§ Your goal: Present an exact copy of each line below.

§ Data section:
★ ★ ★
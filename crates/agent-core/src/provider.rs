//! LLM Provider Strategy Pattern
//!
//! Defines a common interface for all LLM providers so the controller loop
//! can work with any backend without code changes.

use async_trait::async_trait;
use serde::{Deserialize, Serialize};

use crate::error::Result;
use crate::message::Turn;

/// Configuration for LLM generation
#[derive(Clone, Debug, Serialize, Deserialize)]
pub struct GenerationOptions {
    /// Model identifier (e.g., "llama3.2", "qwen2.5")
    pub model: String,

    /// Temperature for sampling (0.0 = deterministic, 1.0 = creative)
    #[serde(default = "default_temperature")]
    pub temperature: f32,

    /// Maximum tokens to generate
    #[serde(default = "default_max_tokens")]
    pub max_tokens: u32,

    /// Top-p nucleus sampling
    #[serde(default = "default_top_p")]
    pub top_p: f32,
}

fn default_temperature() -> f32 {
    0.7
}
fn default_max_tokens() -> u32 {
    2048
}
fn default_top_p() -> f32 {
    0.9
}

impl Default for GenerationOptions {
    fn default() -> Self {
        Self {
            model: "llama3.2".into(),
            temperature: default_temperature(),
            max_tokens: default_max_tokens(),
            top_p: default_top_p(),
        }
    }
}

/// Token usage statistics
#[derive(Clone, Debug, Serialize, Deserialize)]
pub struct TokenUsage {
    pub prompt_tokens: u32,
    pub completion_tokens: u32,
    pub total_tokens: u32,
}

/// Response from an LLM completion
#[derive(Clone, Debug, Serialize, Deserialize)]
pub struct Completion {
    /// The generated text
    pub content: String,

    /// Model that generated this response
    pub model: String,

    /// Token usage statistics (if available)
    pub usage: Option<TokenUsage>,
}

/// Strategy trait for LLM providers
///
/// Implement this trait to add support for new LLM backends.
/// The controller loop works exclusively through this interface.
#[async_trait]
pub trait LlmProvider: Send + Sync {
    /// Check if the provider is available and configured correctly
    async fn health_check(&self) -> Result<bool>;

    /// Generate a completion from the transcript so far
    async fn complete(&self, turns: &[Turn], options: &GenerationOptions) -> Result<Completion>;
}

#[cfg(test)]
mod tests {
    use super::*;

    #[test]
    fn test_generation_options_defaults() {
        let opts = GenerationOptions::default();
        assert_eq!(opts.temperature, 0.7);
        assert_eq!(opts.max_tokens, 2048);
        assert_eq!(opts.model, "llama3.2");
    }
}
★ ★ ★
§ Task answer:
filename crates/agent-core/src/provider.rs
//! LLM Provider Strategy Pattern
//!
//! Defines a common interface for all LLM providers so the controller loop
//! can work with any backend without code changes.

use async_trait::async_trait;
use serde::{Deserialize, Serialize};

use crate::error::Result;
use crate::message::Turn;

/// Configuration for LLM generation
#[derive(Clone, Debug, Serialize, Deserialize)]
pub struct GenerationOptions {
    /// Model identifier (e.g., "llama3.2", "qwen2.5")
    pub model: String,

    /// Temperature for sampling (0.0 = deterministic, 1.0 = creative)
    #[serde(default = "default_temperature")]
    pub temperature: f32,

    /// Maximum tokens to generate
    #[serde(default = "default_max_tokens")]
    pub max_tokens: u32,

    /// Top-p nucleus sampling
    #[serde(default = "default_top_p")]
    pub top_p: f32,
}

fn default_temperature() -> f32 {
    0.7
}
fn default_max_tokens() -> u32 {
    2048
}
fn default_top_p() -> f32 {
    0.9
}

impl Default for GenerationOptions {
    fn default() -> Self {
        Self {
            model: "llama3.2".into(),
            temperature: default_temperature(),
            max_tokens: default_max_tokens(),
            top_p: default_top_p(),
        }
    }
}

/// Token usage statistics
#[derive(Clone, Debug, Serialize, Deserialize)]
pub struct TokenUsage {
    pub prompt_tokens: u32,
    pub completion_tokens: u32,
    pub total_tokens: u32,
}

/// Response from an LLM completion
#[derive(Clone, Debug, Serialize, Deserialize)]
pub struct Completion {
    /// The generated text
    pub content: String,

    /// Model that generated this response
    pub model: String,

    /// Token usage statistics (if available)
    pub usage: Option<TokenUsage>,
}

/// Strategy trait for LLM providers
///
/// Implement this trait to add support for new LLM backends.
/// The controller loop works exclusively through this interface.
#[async_trait]
pub trait LlmProvider: Send + Sync {
    /// Check if the provider is available and configured correctly
    async fn health_check(&self) -> Result<bool>;

    /// Generate a completion from the transcript so far
    async fn complete(&self, turns: &[Turn], options: &GenerationOptions) -> Result<Completion>;
}

#[cfg(test)]
mod tests {
    use super::*;

    #[test]
    fn test_generation_options_defaults() {
        let opts = GenerationOptions::default();
        assert_eq!(opts.temperature, 0.7);
        assert_eq!(opts.max_tokens, 2048);
        assert_eq!(opts.model, "llama3.2");
    }
}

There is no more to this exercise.